Selichos is a series of penitential prayers that are recited several days before Rosh Hashanah. It is important to attend synagogue for Selichos, as its text contains several important passages which may be said only in the presence of a minyan.

Rosh Hashanah means, literally, “Head of the Year.” It is the anniversary of the creation of Adam and Eve, highlighting the special relationship between G-d and humanity. The primary theme of the day is our acceptance of G-d as our King. G-d not only wants to have a world populated with people, He wants an intimate relationship with each one of us. In addition to the collective aspects of Rosh Hashanah worship, each man and woman personally asks G-d to accept the coronation, thus creating the bond of “We are Your people and You are our King.”

Fast of Gedalia, usually occurs one day after Rosh Hashanah and commemorates the assassination of Gedalia, Governor of Judah, whose murder ended Jewish autonomy following the destruction of the First Temple. When Rosh Hashanah occurs on Thursday and Friday, the fast occurs on Sunday, since we don’t fast on Shabbos.

Yizkor, a special memorial prayer for the departed, will be recited following the Torah reading on Yom Kippur and Shemini Atzeres. Yizkor means “Remember” and represents the overall theme of the prayer, in which we implore G-d to remember the souls of our relatives and friends that have passed on. When we recite Yizkor, we renew and strengthen the connection between us and our loved one, bringing merit to the departed souls, elevating them in their celestial homes. The main component of Yizkor is our private pledge to give charity following the holiday in honor of the deceased. By giving charity, we are performing a positive physical deed in this world, something that the departed can no longer do.

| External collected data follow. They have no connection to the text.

// ============================================================================
// 数据模型层
// ✅ 只能做：结构体/枚举定义、序列化派生、简单的取值方法
// ⛔ 禁止：包含 I/O 或业务流程
// ============================================================================

pub mod domain;
pub mod dtos;
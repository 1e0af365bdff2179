// ============================================================================
// 运行配置：全部来自环境变量，缺失或非法时记录日志并回退默认值
// ============================================================================

use std::env;
use std::fmt::{Debug, Display};
use std::path::PathBuf;
use std::str::FromStr;

/// 监听端口
const PORT_KEY: &str = "SCOOP_PORT";
/// 本地存储（SQLite）所在目录
const DATA_DIR_KEY: &str = "SCOOP_DATA_DIR";
/// PostgREST 地址，未设置时使用静态食谱文件
const API_BASE_KEY: &str = "SCOOP_API_BASE";
/// 静态食谱文件路径
const RECIPES_FILE_KEY: &str = "SCOOP_RECIPES_FILE";

#[derive(Clone, Debug, PartialEq)]
pub struct Config {
    pub port: u16,
    pub data_dir: PathBuf,
    pub api_base: Option<String>,
    pub recipes_file: PathBuf,
}

impl Default for Config {
    fn default() -> Self {
        Config {
            port: 3000,
            data_dir: PathBuf::from("./data"),
            api_base: None,
            recipes_file: PathBuf::from("./public/recipes.json"),
        }
    }
}

impl Config {
    pub fn load() -> Self {
        Self::from_lookup(|key| env::var(key).ok())
    }

    /// 从任意键值来源构造配置
    pub fn from_lookup<F>(lookup: F) -> Self
    where
        F: Fn(&str) -> Option<String>,
    {
        let defaults = Config::default();
        Config {
            port: try_load(&lookup, PORT_KEY, defaults.port),
            data_dir: try_load(&lookup, DATA_DIR_KEY, defaults.data_dir),
            api_base: lookup(API_BASE_KEY)
                .map(|v| v.trim().trim_end_matches('/').to_string())
                .filter(|v| !v.is_empty()),
            recipes_file: try_load(&lookup, RECIPES_FILE_KEY, defaults.recipes_file),
        }
    }
}

fn try_load<F, T>(lookup: &F, key: &str, default: T) -> T
where
    F: Fn(&str) -> Option<String>,
    T: FromStr + Debug,
    T::Err: Display,
{
    let Some(raw) = lookup(key) else {
        log::info!("{key} 未设置，使用默认值：{default:?}");
        return default;
    };

    raw.trim().parse().unwrap_or_else(|e| {
        log::warn!("{key} 的值 {raw:?} 无效（{e}），使用默认值：{default:?}");
        default
    })
}
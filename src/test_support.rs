// ============================================================================
// 测试辅助：用 axum 搭一个最小的 PostgREST 替身
// 记录收到的每个请求，并可按 方法+路径 注入失败
// ============================================================================

use std::net::SocketAddr;
use std::sync::{Arc, Mutex};

use axum::{
    body::Bytes,
    extract::{DefaultBodyLimit, State},
    http::{HeaderMap, Method, StatusCode, Uri},
    response::{IntoResponse, Response},
    Json, Router,
};
use serde_json::{json, Value};
use tokio::net::TcpListener;

use crate::models::domain::{Program, Recipe, ScoopMode};

/// 第一个新建食谱分配到的 id
const FIRST_ID: i64 = 100;

/// 替身收到的一次请求
#[derive(Clone, Debug)]
pub struct RecordedRequest {
    pub method: String,
    pub path: String,
    pub query: Option<String>,
    pub prefer: Option<String>,
    pub body: Value,
}

#[derive(Default)]
struct FakeState {
    requests: Vec<RecordedRequest>,
    failures: Vec<(String, String)>,
    recipes: Vec<Value>,
    next_id: i64,
}

/// 运行在随机端口上的 PostgREST 替身，`base_url` 形如 `http://127.0.0.1:PORT/api`
pub struct FakePostgrest {
    pub base_url: String,
    state: Arc<Mutex<FakeState>>,
}

impl FakePostgrest {
    pub async fn start(recipes: Value) -> Self {
        let state = Arc::new(Mutex::new(FakeState {
            recipes: recipes.as_array().cloned().unwrap_or_default(),
            next_id: FIRST_ID,
            ..Default::default()
        }));

        let app = Router::new()
            .fallback(handle)
            .layer(DefaultBodyLimit::disable())
            .with_state(state.clone());
        let listener = TcpListener::bind("127.0.0.1:0").await.unwrap();
        let addr: SocketAddr = listener.local_addr().unwrap();
        tokio::spawn(async move {
            axum::serve(listener, app).await.unwrap();
        });

        FakePostgrest {
            base_url: format!("http://{}/api", addr),
            state,
        }
    }

    /// 让指定 方法+路径 的请求返回 500
    pub fn fail_on(&self, method: &str, path: &str) {
        self.state
            .lock()
            .unwrap()
            .failures
            .push((method.to_string(), path.to_string()));
    }

    pub fn requests(&self) -> Vec<RecordedRequest> {
        self.state.lock().unwrap().requests.clone()
    }

    pub fn first_id(&self) -> i64 {
        FIRST_ID
    }
}

async fn handle(
    State(state): State<Arc<Mutex<FakeState>>>,
    method: Method,
    uri: Uri,
    headers: HeaderMap,
    body: Bytes,
) -> Response {
    let body: Value = serde_json::from_slice(&body).unwrap_or(Value::Null);
    let path = uri.path().to_string();
    let mut state = state.lock().unwrap();

    state.requests.push(RecordedRequest {
        method: method.to_string(),
        path: path.clone(),
        query: uri.query().map(str::to_string),
        prefer: headers
            .get("prefer")
            .and_then(|v| v.to_str().ok())
            .map(str::to_string),
        body: body.clone(),
    });

    let failing = state
        .failures
        .iter()
        .any(|(m, p)| m == method.as_str() && *p == path);
    if failing {
        return (StatusCode::INTERNAL_SERVER_ERROR, "boom").into_response();
    }

    match (method.as_str(), path.as_str()) {
        ("POST", "/api/recipes") => {
            let id = state.next_id;
            state.next_id += 1;
            let mut row = body;
            row["id"] = json!(id);
            (StatusCode::CREATED, Json(json!([row]))).into_response()
        }
        ("POST", "/api/ingredients") | ("POST", "/api/instructions") => {
            StatusCode::CREATED.into_response()
        }
        ("DELETE", "/api/recipes") => StatusCode::NO_CONTENT.into_response(),
        ("GET", "/api/recipes_full") => {
            let term = search_term(&uri);
            let rows: Vec<Value> = state
                .recipes
                .iter()
                .filter(|r| match &term {
                    Some(t) => r["title"]
                        .as_str()
                        .map(|title| title.to_lowercase().contains(&t.to_lowercase()))
                        .unwrap_or(false),
                    None => true,
                })
                .cloned()
                .collect();
            Json(Value::Array(rows)).into_response()
        }
        _ => StatusCode::NOT_FOUND.into_response(),
    }
}

/// 从 `search_vector=fts.<term>` 中取出检索词
fn search_term(uri: &Uri) -> Option<String> {
    let url = reqwest::Url::parse(&format!("http://fake{}", uri)).ok()?;
    url.query_pairs()
        .find(|(k, _)| k == "search_vector")
        .and_then(|(_, v)| v.strip_prefix("fts.").map(str::to_string))
}

/// 构造一个完整的测试食谱
pub fn sample_recipe(id: i64, title: &str, program: Program) -> Recipe {
    Recipe {
        id,
        title: title.to_string(),
        base_flavor: None,
        scoop_mode: ScoopMode::Both,
        program,
        calories: Some(150),
        protein: Some("5g".to_string()),
        image: None,
        ingredients: vec![format!("{} base", title.to_lowercase()), "sugar".to_string()],
        instructions: vec!["mix".to_string(), "freeze".to_string()],
        tags: vec!["Easy".to_string(), "Classic".to_string(), "Summer".to_string()],
    }
}
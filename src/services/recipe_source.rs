// ============================================================================
// 食谱数据源
// ============================================================================
//
// 两种来源：静态 JSON 文件（`{ "recipes": [...] }`）或 PostgREST 的 recipes_full 视图。
// 通过 get_source 工厂函数按配置选择；写操作只有 REST 来源支持。

use std::collections::HashSet;
use std::path::{Path, PathBuf};

use crate::models::domain::{Recipe, RecipeDocument};
use crate::services::crud_gateway::RestGateway;
use crate::utils::error::{AppError, AppResult};

/// 食谱数据源
#[derive(Clone, Debug)]
pub enum RecipeSource {
    /// 静态 JSON 文件
    StaticFile(PathBuf),
    /// PostgREST 后端
    Rest(RestGateway),
}

/// 按配置获取数据源：配置了 API 地址则走 REST，否则读取静态文件
pub fn get_source(api_base: Option<&str>, recipes_file: &Path) -> RecipeSource {
    match api_base.map(str::trim).filter(|s| !s.is_empty()) {
        Some(base) => RecipeSource::Rest(RestGateway::new(base)),
        None => RecipeSource::StaticFile(recipes_file.to_path_buf()),
    }
}

impl RecipeSource {
    /// 加载全部食谱，任何网络或解析错误都归为 `LoadError`
    pub async fn load_all(&self) -> AppResult<Vec<Recipe>> {
        let recipes = match self {
            RecipeSource::StaticFile(path) => {
                let raw = tokio::fs::read_to_string(path).await.map_err(|e| {
                    AppError::LoadError(format!("无法读取 {}: {}", path.display(), e))
                })?;
                parse_document(&raw)?
            }
            RecipeSource::Rest(gateway) => gateway
                .fetch_recipes(None)
                .await
                .map_err(|e| AppError::LoadError(e.to_string()))?,
        };

        audit_recipes(&recipes);
        Ok(recipes)
    }

    /// 获取 REST 网关；静态来源不支持写操作
    pub fn gateway(&self) -> AppResult<&RestGateway> {
        match self {
            RecipeSource::Rest(gateway) => Ok(gateway),
            RecipeSource::StaticFile(_) => Err(AppError::NotConfigured(
                "静态食谱文件为只读数据源，请配置 SCOOP_API_BASE".to_string(),
            )),
        }
    }

    pub fn describe(&self) -> String {
        match self {
            RecipeSource::StaticFile(path) => format!("静态文件 {}", path.display()),
            RecipeSource::Rest(gateway) => format!("PostgREST {}", gateway.base_url()),
        }
    }
}

/// 解析静态 JSON 文档
pub fn parse_document(raw: &str) -> AppResult<Vec<Recipe>> {
    serde_json::from_str::<RecipeDocument>(raw)
        .map(|doc| doc.recipes)
        .map_err(|e| AppError::LoadError(format!("食谱数据格式错误：{}", e)))
}

/// 数据本身不做拒绝，只把可疑记录写进日志
fn audit_recipes(recipes: &[Recipe]) {
    let mut seen = HashSet::new();
    for recipe in recipes {
        if !seen.insert(recipe.id) {
            log::warn!("食谱 id {} 重复出现（《{}》）", recipe.id, recipe.title);
        }
        if recipe.ingredients.is_empty() || recipe.instructions.is_empty() {
            log::warn!("食谱《{}》缺少配料或步骤", recipe.title);
        }
    }
}
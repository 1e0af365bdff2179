// ============================================================================
// 购物清单 Commands
// ============================================================================

use axum::{extract::State, Json};
use serde::Deserialize;

use crate::models::dtos::{Page, ShoppingSnapshot};
use crate::services::shopping_list::CLEAR_PROMPT;
use crate::services::view_router::shopping_rows;
use crate::state::{lock, SharedContext};
use crate::utils::error::AppResult;

#[derive(Deserialize)]
pub struct ToggleRequest {
    index: usize,
}

#[derive(Deserialize)]
pub struct ClearRequest {
    /// 用户在确认框中的选择
    confirmed: bool,
}

pub async fn get_shopping(State(ctx): State<SharedContext>) -> AppResult<Json<ShoppingSnapshot>> {
    let guard = lock(&ctx)?;
    Ok(Json(ShoppingSnapshot {
        items: shopping_rows(guard.shopping.items()),
        clear_prompt: CLEAR_PROMPT.to_string(),
    }))
}

/// 勾选/取消勾选一项；下标越界时什么也不做
pub async fn toggle_item(
    State(ctx): State<SharedContext>,
    Json(req): Json<ToggleRequest>,
) -> AppResult<Json<Page>> {
    let mut guard = lock(&ctx)?;
    if !guard.shopping.toggle_item(req.index)? {
        log::debug!("忽略越界的勾选下标 {}", req.index);
    }
    Ok(Json(guard.page(false)))
}

/// 清空清单，用户未确认时保持不变
pub async fn clear_list(
    State(ctx): State<SharedContext>,
    Json(req): Json<ClearRequest>,
) -> AppResult<Json<Page>> {
    let mut guard = lock(&ctx)?;
    guard.shopping.clear(|_prompt| req.confirmed)?;
    Ok(Json(guard.page(false)))
}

Yom Kippur commemorates the day that G-d forgave the Jewish people for the sin of the
Golden Calf. Moses spent 40 days on top of Mount Sinai pleading w th G-d for forgiveness. On the tenth of Tishrei, G-d gave Moses the second set of tablets containing The Ten Commandments. From that moment on, henceforth known as the Day of Atonement, we observe this date every year as a commemoration of our special relationship with G-d, a relationship that is strong enough to survive any rocky bumps it might encounter. Yom Kippur also features the Yizkor prayer, asking G-d to remember the souls of the departed.

Sukkos. For forty years, as our ancestors crossed the Sinai Desert prior to their entry into the Holy Land, miraculous “clouds of glory” surrounded and hovered over them, shielding them from the dangers and discomforts of the desert. Ever since, we remember G-d’s kindness and reaffirm our trust in His providence by dwelling in a sukkah – a hut of temporary construction with a roo -covering of branches – for the duration of the Sukkos festival. For eight days and nights, we eat all our meals in the sukkah, and regard it as our home.

Shemini Atzeres and Simchas Torah, are independent holidays, that immediately follow Sukkos. These holidays are characterized by joyousness, which surpasses even the joy of Sukkos. Shemini Atzeres features the prayer for rain, officially commemorating the start of the rainy season in Israel, and the Yizkor prayer, asking G-d to remember the souls of the departed. The joy reaches its climax on Simchat Torah, when we celebrate the conclusion and restart of the annual Torah-reading cycle. The highlight of Simchas Torah are the hakafos, held both on the eve and morning of Simchat Torah, in which we march and dance with Torah scrolls around the synagogue.